§ **WORK TASK**:
The exercise calls for every entry that follows to be repeated exactly.

§ **Stored data**:
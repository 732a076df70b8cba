//! Offscreen demo
//!
//! Renders a grid of triangles around a cube into an offscreen target for a
//! fixed number of frames, then tears everything down.
//!
//! Usage: `offscreen_demo [config.toml|config.ron]`. Set `DEMO_TEXTURE` to an
//! image path to texture the cube with it instead of a generated checkerboard.

use std::rc::Rc;

use ash::vk;
use frame_engine::foundation::logging;
use frame_engine::prelude::*;

#[derive(Debug, thiserror::Error)]
enum DemoError {
    #[error("configuration error: {0}")]
    Config(#[from] ConfigError),
    #[error("renderer error: {0}")]
    Vulkan(#[from] VulkanError),
}

fn load_config() -> Result<RendererConfig, DemoError> {
    match std::env::args().nth(1) {
        Some(path) => {
            log::info!("Loading configuration from {path}");
            Ok(RendererConfig::load_from_file(&path)?)
        }
        None => Ok(RendererConfig::new("Offscreen Demo")),
    }
}

fn checkerboard(size: u32) -> TexturePixels {
    let mut rgba = Vec::with_capacity((size * size * 4) as usize);
    for y in 0..size {
        for x in 0..size {
            let value = if (x / 8 + y / 8) % 2 == 0 { 230 } else { 40 };
            rgba.extend_from_slice(&[value, value, value, 255]);
        }
    }
    TexturePixels {
        width: size,
        height: size,
        rgba,
    }
}

fn demo_texture() -> TexturePixels {
    match std::env::var("DEMO_TEXTURE") {
        Ok(path) => match TexturePixels::load(&path) {
            Ok(pixels) => pixels,
            Err(e) => {
                log::warn!("Could not load {path}: {e}; using a checkerboard");
                checkerboard(64)
            }
        },
        Err(_) => checkerboard(64),
    }
}

/// Build pipelines, upload assets and lay out the scene, sorted by material
/// then mesh so the draw loop binds as little as possible
fn build_scene(engine: &mut Engine<VulkanContext, OffscreenTarget>) -> Result<Vec<RenderObject>, DemoError> {
    let shaders = engine.config().shaders.clone();
    let mesh_shaders = shaders.mesh.resolved();
    let textured_shaders = shaders.textured_mesh.resolved();

    let vertex = engine.load_shader_module(&mesh_shaders.vertex)?;
    let colored_fragment = engine.load_shader_module(&mesh_shaders.fragment)?;
    let textured_vertex = engine.load_shader_module(&textured_shaders.vertex)?;
    let textured_fragment = engine.load_shader_module(&textured_shaders.fragment)?;

    let mesh_layout = engine.mesh_pipeline_layout();
    let mesh_builder = engine
        .pipeline_builder(mesh_layout)
        .with_shader(vk::ShaderStageFlags::VERTEX, vertex)
        .with_shader(vk::ShaderStageFlags::FRAGMENT, colored_fragment);
    let mesh_pipeline = engine.build_pipeline(&mesh_builder)?;

    let textured_layout = engine.textured_pipeline_layout();
    let textured_builder = engine
        .pipeline_builder(textured_layout)
        .with_shader(vk::ShaderStageFlags::VERTEX, textured_vertex)
        .with_shader(vk::ShaderStageFlags::FRAGMENT, textured_fragment);
    let textured_pipeline = engine.build_pipeline(&textured_builder)?;

    for module in [vertex, colored_fragment, textured_vertex, textured_fragment] {
        engine.release_shader_module(module);
    }

    let default_material = engine.create_material("defaultmesh", mesh_pipeline, mesh_layout);
    let textured_material = engine.create_material("texturedmesh", textured_pipeline, textured_layout);

    let texture = engine.upload_texture("demo_diffuse", &demo_texture())?;
    engine.bind_texture(textured_material, texture)?;

    let cube = engine.upload_mesh("cube", &MeshData::cube())?;
    let triangle = engine.upload_mesh("triangle", &MeshData::triangle())?;

    let mut objects = vec![RenderObject {
        mesh: cube,
        material: textured_material,
        transform: Mat4::new_scaling(2.0),
    }];
    for x in -20..=20 {
        for y in -20..=20 {
            let translation = Mat4::new_translation(&Vec3::new(x as f32, 0.0, y as f32));
            objects.push(RenderObject {
                mesh: triangle,
                material: default_material,
                transform: translation * Mat4::new_scaling(0.2),
            });
        }
    }

    log::info!("Scene has {} render objects", objects.len());
    Ok(objects)
}

fn run() -> Result<(), DemoError> {
    let config = load_config()?;
    let (width, height) = config.render_extent;
    let extent = vk::Extent2D { width, height };
    let frames = config.frames_to_render;

    let device = Rc::new(VulkanContext::new(&config)?);
    let mut engine = Engine::init(device, config, |device, deletion| {
        OffscreenTarget::new(device, extent, deletion)
    })?;

    let objects = build_scene(&mut engine)?;

    let mut total_draws = 0;
    for _ in 0..frames {
        let phase = engine.frame_number() as f32 / 120.0;
        engine.scene_parameters_mut().set_ambient_color(Vec4::new(phase.sin(), 0.0, phase.cos(), 1.0));
        let stats = engine.draw(&objects);
        total_draws += stats.draw_calls;
    }

    log::info!(
        "Rendered {} frames ({} draw calls, {} frames reached the target)",
        engine.frame_number(),
        total_draws,
        engine.target().frames_rendered()
    );
    engine.cleanup();
    Ok(())
}

fn main() {
    logging::init();
    if let Err(e) = run() {
        log::error!("{e}");
        std::process::exit(1);
    }
}

#[cfg(test)]
mod tests {
    use super::*;

    const MESH_VERTEX_SHADER: &str = include_str!("../shaders/tri_mesh.vert");

    #[test]
    fn test_vertex_shader_indexes_objects_without_draw_parameters() {
        // gl_BaseInstance needs GLSL 460 plus the shaderDrawParameters feature
        assert!(MESH_VERTEX_SHADER.contains("objects[gl_InstanceIndex]"));
        assert!(!MESH_VERTEX_SHADER.contains("gl_BaseInstance"));
        assert!(MESH_VERTEX_SHADER.starts_with("#version 450"));
    }

    #[test]
    fn test_checkerboard_is_tightly_packed_rgba() {
        let pixels = checkerboard(16);
        assert_eq!(pixels.rgba.len(), 16 * 16 * 4);
        assert_eq!(&pixels.rgba[..4], &[230, 230, 230, 255]);
        assert_eq!(&pixels.rgba[8 * 4..8 * 4 + 4], &[40, 40, 40, 255]);
    }
}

§ **COMPLETED EXERCISE**:
repository 732a076df70b8cba
//! Offscreen demo
//!
//! Renders a grid of triangles around a cube into an offscreen target for a
//! fixed number of frames, then tears everything down.
//!
//! Usage: `offscreen_demo [config.toml|config.ron]`. Set `DEMO_TEXTURE` to an
//! image path to texture the cube with it instead of a generated checkerboard.

use std::rc::Rc;

use ash::vk;
use frame_engine::foundation::logging;
use frame_engine::prelude::*;

#[derive(Debug, thiserror::Error)]
enum DemoError {
    #[error("configuration error: {0}")]
    Config(#[from] ConfigError),
    #[error("renderer error: {0}")]
    Vulkan(#[from] VulkanError),
}

fn load_config() -> Result<RendererConfig, DemoError> {
    match std::env::args().nth(1) {
        Some(path) => {
            log::info!("Loading configuration from {path}");
            Ok(RendererConfig::load_from_file(&path)?)
        }
        None => Ok(RendererConfig::new("Offscreen Demo")),
    }
}

fn checkerboard(size: u32) -> TexturePixels {
    let mut rgba = Vec::with_capacity((size * size * 4) as usize);
    for y in 0..size {
        for x in 0..size {
            let value = if (x / 8 + y / 8) % 2 == 0 { 230 } else { 40 };
            rgba.extend_from_slice(&[value, value, value, 255]);
        }
    }
    TexturePixels {
        width: size,
        height: size,
        rgba,
    }
}

fn demo_texture() -> TexturePixels {
    match std::env::var("DEMO_TEXTURE") {
        Ok(path) => match TexturePixels::load(&path) {
            Ok(pixels) => pixels,
            Err(e) => {
                log::warn!("Could not load {path}: {e}; using a checkerboard");
                checkerboard(64)
            }
        },
        Err(_) => checkerboard(64),
    }
}

/// Build pipelines, upload assets and lay out the scene, sorted by material
/// then mesh so the draw loop binds as little as possible
fn build_scene(engine: &mut Engine<VulkanContext, OffscreenTarget>) -> Result<Vec<RenderObject>, DemoError> {
    let shaders = engine.config().shaders.clone();
    let mesh_shaders = shaders.mesh.resolved();
    let textured_shaders = shaders.textured_mesh.resolved();

    let vertex = engine.load_shader_module(&mesh_shaders.vertex)?;
    let colored_fragment = engine.load_shader_module(&mesh_shaders.fragment)?;
    let textured_vertex = engine.load_shader_module(&textured_shaders.vertex)?;
    let textured_fragment = engine.load_shader_module(&textured_shaders.fragment)?;

    let mesh_layout = engine.mesh_pipeline_layout();
    let mesh_builder = engine
        .pipeline_builder(mesh_layout)
        .with_shader(vk::ShaderStageFlags::VERTEX, vertex)
        .with_shader(vk::ShaderStageFlags::FRAGMENT, colored_fragment);
    let mesh_pipeline = engine.build_pipeline(&mesh_builder)?;

    let textured_layout = engine.textured_pipeline_layout();
    let textured_builder = engine
        .pipeline_builder(textured_layout)
        .with_shader(vk::ShaderStageFlags::VERTEX, textured_vertex)
        .with_shader(vk::ShaderStageFlags::FRAGMENT, textured_fragment);
    let textured_pipeline = engine.build_pipeline(&textured_builder)?;

    for module in [vertex, colored_fragment, textured_vertex, textured_fragment] {
        engine.release_shader_module(module);
    }

    let default_material = engine.create_material("defaultmesh", mesh_pipeline, mesh_layout);
    let textured_material = engine.create_material("texturedmesh", textured_pipeline, textured_layout);

    let texture = engine.upload_texture("demo_diffuse", &demo_texture())?;
    engine.bind_texture(textured_material, texture)?;

    let cube = engine.upload_mesh("cube", &MeshData::cube())?;
    let triangle = engine.upload_mesh("triangle", &MeshData::triangle())?;

    let mut objects = vec![RenderObject {
        mesh: cube,
        material: textured_material,
        transform: Mat4::new_scaling(2.0),
    }];
    for x in -20..=20 {
        for y in -20..=20 {
            let translation = Mat4::new_translation(&Vec3::new(x as f32, 0.0, y as f32));
            objects.push(RenderObject {
                mesh: triangle,
                material: default_material,
                transform: translation * Mat4::new_scaling(0.2),
            });
        }
    }

    log::info!("Scene has {} render objects", objects.len());
    Ok(objects)
}

fn run() -> Result<(), DemoError> {
    let config = load_config()?;
    let (width, height) = config.render_extent;
    let extent = vk::Extent2D { width, height };
    let frames = config.frames_to_render;

    let device = Rc::new(VulkanContext::new(&config)?);
    let mut engine = Engine::init(device, config, |device, deletion| {
        OffscreenTarget::new(device, extent, deletion)
    })?;

    let objects = build_scene(&mut engine)?;

    let mut total_draws = 0;
    for _ in 0..frames {
        let phase = engine.frame_number() as f32 / 120.0;
        engine.scene_parameters_mut().set_ambient_color(Vec4::new(phase.sin(), 0.0, phase.cos(), 1.0));
        let stats = engine.draw(&objects);
        total_draws += stats.draw_calls;
    }

    log::info!(
        "Rendered {} frames ({} draw calls, {} frames reached the target)",
        engine.frame_number(),
        total_draws,
        engine.target().frames_rendered()
    );
    engine.cleanup();
    Ok(())
}

fn main() {
    logging::init();
    if let Err(e) = run() {
        log::error!("{e}");
        std::process::exit(1);
    }
}

#[cfg(test)]
mod tests {
    use super::*;

    const MESH_VERTEX_SHADER: &str = include_str!("../shaders/tri_mesh.vert");

    #[test]
    fn test_vertex_shader_indexes_objects_without_draw_parameters() {
        // gl_BaseInstance needs GLSL 460 plus the shaderDrawParameters feature
        assert!(MESH_VERTEX_SHADER.contains("objects[gl_InstanceIndex]"));
        assert!(!MESH_VERTEX_SHADER.contains("gl_BaseInstance"));
        assert!(MESH_VERTEX_SHADER.starts_with("#version 450"));
    }

    #[test]
    fn test_checkerboard_is_tightly_packed_rgba() {
        let pixels = checkerboard(16);
        assert_eq!(pixels.rgba.len(), 16 * 16 * 4);
        assert_eq!(&pixels.rgba[..4], &[230, 230, 230, 255]);
        assert_eq!(&pixels.rgba[8 * 4..8 * 4 + 4], &[40, 40, 40, 255]);
    }
}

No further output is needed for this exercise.